Given that many regard Ashbery as the greatest living American poet, why has his own reputation so often come under attack? He looks mildly bewildered and even a little hurt. "I don't really know," he says. "I have always tried to give pleasure. I suppose I should underline the fact that what I have always intended to do is to experiment. Some people wouldn't regard that as a viable aim for a poet. One is much less at ease experimenting in poetry as one is with music or art, where there is not the same accountability as in writing. When you are writing, you are, after all, saying something, and at the end you are going to be weighed and judged by what its contents is. Which you cannot do with an abstract painting. "
It is the level of abstraction in his own work that perplexes many. Is he perhaps trying to create a kind of counterfeit reality in his poetry - as the French poet Raymond Roussel, a man Ashbery admires enormously, once said of his own work? "No, I don't think so. I'm really rather trying to open up reality, I suppose, and sort of stretch it and transform it, make it partly imaginary rather than doing away with it completely, and supplanting it with someone else." He has a rather pained expression, as if to say: will that do?
I ask him about the audience for his work. Gertrude Stein once said that she wrote for herself and strangers. Does that fit him? Or does he think, like the poet Marianne Moore, that he writes in the kind of "plain American that cats and dogs can read"? "My writing is a kind of American that talented cats and dogs could read." But Ashbery also points out, echoing Wallace Stevens, that his poetry has no subject matter which is independent of the poem itself. The poem itself is the subject.
Has his way of writing changed much in the last 50 years? "Well, no, it's pretty much the same way.
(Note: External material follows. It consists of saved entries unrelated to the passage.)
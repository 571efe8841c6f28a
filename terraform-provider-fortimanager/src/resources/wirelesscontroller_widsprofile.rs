//! `fortimanager_wirelesscontroller_widsprofile`: wireless intrusion detection profiles

use super::{ObjectKey, ResourceDefinition, DEVICE_NAME, DEVICE_VDOM};
use crate::wire::Field;

pub fn definition() -> ResourceDefinition {
    ResourceDefinition {
        type_name: "fortimanager_wirelesscontroller_widsprofile",
        display_name: "WirelessControllerWidsProfile",
        description: "Configure wireless intrusion detection system (WIDS) profiles",
        path: "/pm/config/device/{device}/vdom/{vdom}/wireless-controller/wids-profile",
        params: vec![DEVICE_NAME, DEVICE_VDOM],
        key: ObjectKey::Mkey("name"),
        fields: vec![
            Field::string("name").required().force_new(),
            Field::string("comment"),
            Field::string("sensor_mode").describe("Scan radio bands: disable, foreign, both"),
            Field::string("ap_scan"),
            Field::int("ap_bgscan_period"),
            Field::int("ap_bgscan_intv"),
            Field::int("ap_bgscan_duration"),
            Field::int("ap_bgscan_idle"),
            Field::int("ap_bgscan_report_intv"),
            Field::string_set("ap_bgscan_disable_day"),
            Field::string("ap_bgscan_disable_start"),
            Field::string("ap_bgscan_disable_end"),
            Field::int("ap_fgscan_report_intv"),
            Field::string("ap_scan_passive"),
            Field::string("ap_scan_threshold"),
            Field::string("ap_auto_suppress"),
            Field::block(
                "ap_scan_channel_list_2g_5g",
                "chan",
                vec![Field::string("chan")],
            ),
            Field::block(
                "ap_scan_channel_list_6g",
                "chan",
                vec![Field::string("chan")],
            ),
            Field::string("asleap_attack"),
            Field::string("assoc_frame_flood"),
            Field::int("assoc_flood_thresh"),
            Field::int("assoc_flood_time"),
            Field::string("auth_frame_flood"),
            Field::int("auth_flood_thresh"),
            Field::int("auth_flood_time"),
            Field::string("deauth_broadcast"),
            Field::int("deauth_unknown_src_thresh"),
            Field::string("eapol_start_flood"),
            Field::int("eapol_start_intv"),
            Field::int("eapol_start_thresh"),
            Field::string("invalid_mac_oui"),
            Field::string("long_duration_attack"),
            Field::int("long_duration_thresh"),
            Field::string("null_ssid_probe_resp"),
            Field::string("spoofed_deauth"),
            Field::string("weak_wep_iv"),
            Field::string("wireless_bridge"),
        ],
    }
}
/// Resource trait
#[async_trait]
pub trait Resource: Send + Sync {
    /// Resource type name
    fn type_name(&self) -> &str;

    /// Get the schema for this resource
    fn schema(&self) -> ResourceSchema;

    /// Check a configuration before planning
    fn validate(&self, config: &ResourceState) -> Vec<Diagnostic>;

    /// Plan changes
    fn plan_change(
        &self,
        current: Option<&ResourceState>,
        proposed: &ResourceState,
    ) -> ResourceResult<PlannedChange>;

    /// Create a new resource
    async fn create(
        &self,
        ctx: &ProviderContext,
        planned: &ResourceState,
    ) -> ResourceResult<ResourceState>;

    /// Read an existing resource; an empty state means it is gone
    async fn read(
        &self,
        ctx: &ProviderContext,
        current: &ResourceState,
    ) -> ResourceResult<ResourceState>;

    /// Update an existing resource
    async fn update(
        &self,
        ctx: &ProviderContext,
        current: &ResourceState,
        planned: &ResourceState,
    ) -> ResourceResult<ResourceState>;

    /// Delete a resource
    async fn delete(&self, ctx: &ProviderContext, current: &ResourceState) -> ResourceResult<()>;

    /// Import an existing object by ID
    async fn import(&self, ctx: &ProviderContext, id: &str) -> ResourceResult<ResourceState>;
}

// ============================================================================
// Resource definitions
// ============================================================================

/// A URL placeholder filled from a resource attribute
#[derive(Debug, Clone, Copy)]
pub struct PathParam {
    pub attribute: &'static str,
    pub placeholder: &'static str,
    pub description: &'static str,
}

pub const DEVICE_NAME: PathParam = PathParam {
    attribute: "device_name",
    placeholder: "{device}",
    description: "Name of the managed FortiGate",
};

pub const DEVICE_VDOM: PathParam = PathParam {
    attribute: "device_vdom",
    placeholder: "{vdom}",
    description: "VDOM of the managed FortiGate",
};

/// How an object is addressed within its collection
#[derive(Debug, Clone, Copy, PartialEq)]
pub enum ObjectKey {
    /// Table entry keyed by the named attribute
    Mkey(&'static str),
    /// One object per device/VDOM
    Singleton,
}

/// Static description of one resource type
#[derive(Debug, Clone)]
pub struct ResourceDefinition {
    pub type_name: &'static str,
    /// Name used in error messages, e.g. `SystemAdmin`
    pub display_name: &'static str,
    pub description: &'static str,
    /// URL template with `{placeholder}`s for the path parameters
    pub path: &'static str,
    pub params: Vec<PathParam>,
    pub key: ObjectKey,
    pub fields: Vec<Field>,
}

/// Generic CRUD over one FortiManager device object
pub struct DeviceObjectResource {
    definition: ResourceDefinition,
}

impl DeviceObjectResource {
    pub fn new(definition: ResourceDefinition) -> Self {
        Self { definition }
    }

    fn error(&self, verb: &str, err: impl Display) -> Vec<Diagnostic> {
        vec![Diagnostic::error(&format!(
            "Error {} {} resource: {}",
            verb, self.definition.display_name, err
        ))]
    }

    /// Fill the URL template from state, falling back to import options
    fn resolve_collection(
        &self,
        ctx: &ProviderContext,
        state: &ResourceState,
    ) -> ResourceResult<(String, Vec<(&'static str, String)>)> {
        let mut url = self.definition.path.to_string();
        let mut resolved = Vec::with_capacity(self.definition.params.len());

        for param in &self.definition.params {
            let value = state
                .get_key(param.attribute)
                .or_else(|| ctx.import_options.get(param.attribute).map(String::from))
                .ok_or_else(|| {
                    vec![Diagnostic::error(&format!("{} is required", param.attribute))
                        .with_detail(
                            "Set it on the resource or pass it through the provider's import_options",
                        )
                        .with_attribute(vec![param.attribute.to_string()])]
                })?;
            url = url.replace(param.placeholder, &value);
            resolved.push((param.attribute, value));
        }

        Ok((url, resolved))
    }

    fn sort_mode(state: &ResourceState) -> SortMode {
        state
            .get_string("dynamic_sort_subtable")
            .and_then(|v| SortMode::parse(&v))
            .unwrap_or_default()
    }

    fn object_path(&self, collection: String, state: &ResourceState) -> ResourceResult<ObjectPath> {
        match self.definition.key {
            ObjectKey::Mkey(_) => {
                let id = state.get_key("id").ok_or_else(|| {
                    vec![Diagnostic::error(&format!(
                        "{} ID is required",
                        self.definition.display_name
                    ))]
                })?;
                Ok(ObjectPath::table(collection, id))
            }
            ObjectKey::Singleton => Ok(ObjectPath::singleton(collection)),
        }
    }

    async fn read_state(
        &self,
        ctx: &ProviderContext,
        current: &ResourceState,
        importing: bool,
    ) -> ResourceResult<ResourceState> {
        let def = &self.definition;
        let (collection, params) = self.resolve_collection(ctx, current)?;
        let path = self.object_path(collection, current)?;

        let response = match ctx.client.read_object(&path).await {
            Ok(Some(response)) => response,
            Ok(None) => {
                tracing::warn!(
                    "{} {} no longer exists, removing from state",
                    def.display_name,
                    path.object_url()
                );
                return Ok(ResourceState::new());
            }
            Err(e) => return Err(self.error("reading", e)),
        };

        let options = RefreshOptions {
            importing,
            sort: Self::sort_mode(current),
        };
        let values = refresh_object(&def.fields, &response, Some(&current.values), options)
            .map_err(|e| self.error("reading", e))?;

        let mut state = ResourceState { values };
        let id = match def.key {
            ObjectKey::Mkey(_) => path.mkey.clone().unwrap_or_default(),
            ObjectKey::Singleton => def.display_name.to_string(),
        };
        state.set("id", Value::String(id));
        for (attribute, value) in params {
            state.set(attribute, Value::String(value));
        }
        state.set(
            "dynamic_sort_subtable",
            current
                .get("dynamic_sort_subtable")
                .filter(|v| !v.is_null())
                .cloned()
                .unwrap_or_else(|| Value::String("false".to_string())),
        );

        Ok(state)
    }
}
It consists of sitting down without any clear idea of what I want to write, and then writing for a while and stopping. And then saying: Oh look at this! What is this?" He laughs a lot after he speaks - as if his explanation might be a brilliantly evasive wheeze.
And what of the writer's favourite writers? We talk about Marianne Moore, and the way she has been misunderstood as a rather prissy, moralistic spinster, and not one of the "high modernist peaks" that Ashbery believes her to be; about Elizabeth Bishop; and about another, rather unexpected, all-time favourite: the 19th-century English poet Edward Lear.
"Why do you like him so much?" I ask. His response is unusually boisterous. "Doesn't everybody? Surely he is one of the most popular poets who ever lived?" I remind him that he once said he was so fond of the poem 'How Pleasant to know Mr Lear' that he often wished he'd written it himself. "It is a really great poem," he replies, "and it's also a very sad self-portrait of a man who sits in a beautiful study with hundreds of books on the wall, and drinks a great deal of Marsala, and never gets tipsy at all, and then when he goes out, children jeer at him...He goes out to buy pancakes and chocolate shrimps from the mill." We both laugh.
"You see, that's one of the reasons I like Lear's poetry so much. In the midst of this half-rueful, half-funny portrait of himself, he's wandering out to buy chocolate shrimps - which comes from nowhere and completely derails the poem...I guess this says something about the poetry I like, and even the kind of writing I like, that sudden shift from one direction to another."
And, not surprisingly, this sounds more than a bit like a description of the writing style of Ashbery himself.